▶ [The problem]
Copy each line of the entries that includes the word "struct".

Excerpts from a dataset
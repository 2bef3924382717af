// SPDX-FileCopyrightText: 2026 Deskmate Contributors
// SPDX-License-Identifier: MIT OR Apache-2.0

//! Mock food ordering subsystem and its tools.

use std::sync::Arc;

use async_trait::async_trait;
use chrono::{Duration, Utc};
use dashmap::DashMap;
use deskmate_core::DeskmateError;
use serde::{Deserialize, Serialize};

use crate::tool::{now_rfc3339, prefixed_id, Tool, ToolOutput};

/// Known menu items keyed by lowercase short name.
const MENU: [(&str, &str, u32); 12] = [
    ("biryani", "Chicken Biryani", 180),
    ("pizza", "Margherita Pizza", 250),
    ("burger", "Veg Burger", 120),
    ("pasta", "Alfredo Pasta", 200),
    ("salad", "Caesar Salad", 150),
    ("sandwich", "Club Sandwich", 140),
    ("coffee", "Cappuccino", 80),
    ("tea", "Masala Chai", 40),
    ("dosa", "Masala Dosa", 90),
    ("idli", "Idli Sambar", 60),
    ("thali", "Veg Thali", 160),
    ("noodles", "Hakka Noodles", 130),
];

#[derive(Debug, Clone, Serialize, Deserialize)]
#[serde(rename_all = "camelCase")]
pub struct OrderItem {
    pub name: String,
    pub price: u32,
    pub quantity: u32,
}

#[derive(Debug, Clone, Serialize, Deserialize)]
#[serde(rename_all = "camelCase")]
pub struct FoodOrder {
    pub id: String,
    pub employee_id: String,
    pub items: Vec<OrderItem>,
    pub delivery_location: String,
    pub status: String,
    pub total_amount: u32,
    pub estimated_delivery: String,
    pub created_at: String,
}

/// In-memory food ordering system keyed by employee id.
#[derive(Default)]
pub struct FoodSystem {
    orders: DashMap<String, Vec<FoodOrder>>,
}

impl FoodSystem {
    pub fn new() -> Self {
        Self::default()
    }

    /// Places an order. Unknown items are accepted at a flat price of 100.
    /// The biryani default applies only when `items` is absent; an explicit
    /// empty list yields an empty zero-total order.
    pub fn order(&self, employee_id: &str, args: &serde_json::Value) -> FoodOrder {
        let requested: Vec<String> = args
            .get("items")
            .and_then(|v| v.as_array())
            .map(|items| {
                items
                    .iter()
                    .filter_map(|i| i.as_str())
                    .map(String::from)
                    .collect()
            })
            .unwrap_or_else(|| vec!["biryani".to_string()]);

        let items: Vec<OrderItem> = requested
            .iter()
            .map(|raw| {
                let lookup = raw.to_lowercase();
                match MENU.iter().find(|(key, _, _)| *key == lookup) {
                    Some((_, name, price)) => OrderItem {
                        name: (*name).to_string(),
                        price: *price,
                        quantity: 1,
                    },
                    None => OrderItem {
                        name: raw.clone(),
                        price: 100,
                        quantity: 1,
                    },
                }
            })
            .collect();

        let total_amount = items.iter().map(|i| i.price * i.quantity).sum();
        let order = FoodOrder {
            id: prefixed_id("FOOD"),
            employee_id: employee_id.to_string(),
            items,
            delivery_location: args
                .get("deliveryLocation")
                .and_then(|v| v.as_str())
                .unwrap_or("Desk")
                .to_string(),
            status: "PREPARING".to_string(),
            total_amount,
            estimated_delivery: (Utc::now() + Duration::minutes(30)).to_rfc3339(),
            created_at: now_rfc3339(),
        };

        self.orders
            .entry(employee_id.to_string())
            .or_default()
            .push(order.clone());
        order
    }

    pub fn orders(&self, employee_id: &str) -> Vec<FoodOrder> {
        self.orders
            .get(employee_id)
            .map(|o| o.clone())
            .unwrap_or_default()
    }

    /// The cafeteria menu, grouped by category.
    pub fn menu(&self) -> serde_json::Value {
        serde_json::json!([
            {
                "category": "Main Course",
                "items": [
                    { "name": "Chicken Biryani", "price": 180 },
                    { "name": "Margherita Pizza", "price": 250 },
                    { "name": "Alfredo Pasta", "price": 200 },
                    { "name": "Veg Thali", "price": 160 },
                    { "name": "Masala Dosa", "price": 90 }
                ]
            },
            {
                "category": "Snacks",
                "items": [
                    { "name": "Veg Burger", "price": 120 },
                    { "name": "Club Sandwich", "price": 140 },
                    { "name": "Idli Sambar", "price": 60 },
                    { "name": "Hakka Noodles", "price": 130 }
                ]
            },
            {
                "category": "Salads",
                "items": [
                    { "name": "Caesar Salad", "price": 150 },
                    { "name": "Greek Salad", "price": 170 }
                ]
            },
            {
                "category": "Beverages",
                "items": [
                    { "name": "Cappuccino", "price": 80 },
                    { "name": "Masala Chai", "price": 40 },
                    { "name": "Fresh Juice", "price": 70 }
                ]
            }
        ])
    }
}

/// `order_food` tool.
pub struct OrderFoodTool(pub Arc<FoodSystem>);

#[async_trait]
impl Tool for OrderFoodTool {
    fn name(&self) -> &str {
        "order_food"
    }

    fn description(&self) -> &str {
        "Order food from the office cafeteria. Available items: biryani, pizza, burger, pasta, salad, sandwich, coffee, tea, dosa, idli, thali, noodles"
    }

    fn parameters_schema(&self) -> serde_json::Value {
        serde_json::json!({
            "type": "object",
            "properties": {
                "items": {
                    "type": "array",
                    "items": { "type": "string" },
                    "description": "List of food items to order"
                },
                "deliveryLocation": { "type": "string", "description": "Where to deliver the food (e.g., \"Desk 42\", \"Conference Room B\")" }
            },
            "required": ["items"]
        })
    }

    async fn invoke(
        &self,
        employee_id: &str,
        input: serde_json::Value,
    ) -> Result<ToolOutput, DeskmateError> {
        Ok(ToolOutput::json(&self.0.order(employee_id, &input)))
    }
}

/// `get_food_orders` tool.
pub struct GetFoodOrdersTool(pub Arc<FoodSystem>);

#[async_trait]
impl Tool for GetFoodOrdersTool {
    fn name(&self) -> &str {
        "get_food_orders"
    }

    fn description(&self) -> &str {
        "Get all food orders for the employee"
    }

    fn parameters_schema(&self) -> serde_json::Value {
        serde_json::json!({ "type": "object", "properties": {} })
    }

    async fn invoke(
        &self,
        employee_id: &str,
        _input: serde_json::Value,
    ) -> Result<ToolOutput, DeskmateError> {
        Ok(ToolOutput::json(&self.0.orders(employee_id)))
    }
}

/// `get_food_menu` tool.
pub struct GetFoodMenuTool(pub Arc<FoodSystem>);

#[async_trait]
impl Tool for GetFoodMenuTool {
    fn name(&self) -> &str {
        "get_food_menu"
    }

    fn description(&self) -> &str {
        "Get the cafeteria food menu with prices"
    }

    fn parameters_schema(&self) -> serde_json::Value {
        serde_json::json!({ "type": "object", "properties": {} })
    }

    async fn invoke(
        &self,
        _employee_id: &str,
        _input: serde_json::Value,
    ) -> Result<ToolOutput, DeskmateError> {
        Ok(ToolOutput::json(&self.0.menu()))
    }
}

▶ [Written response]
pub struct OrderItem {
pub struct FoodOrder {
pub struct FoodSystem {
pub struct OrderFoodTool(pub Arc<FoodSystem>);
pub struct GetFoodOrdersTool(pub Arc<FoodSystem>);
pub struct GetFoodMenuTool(pub Arc<FoodSystem>);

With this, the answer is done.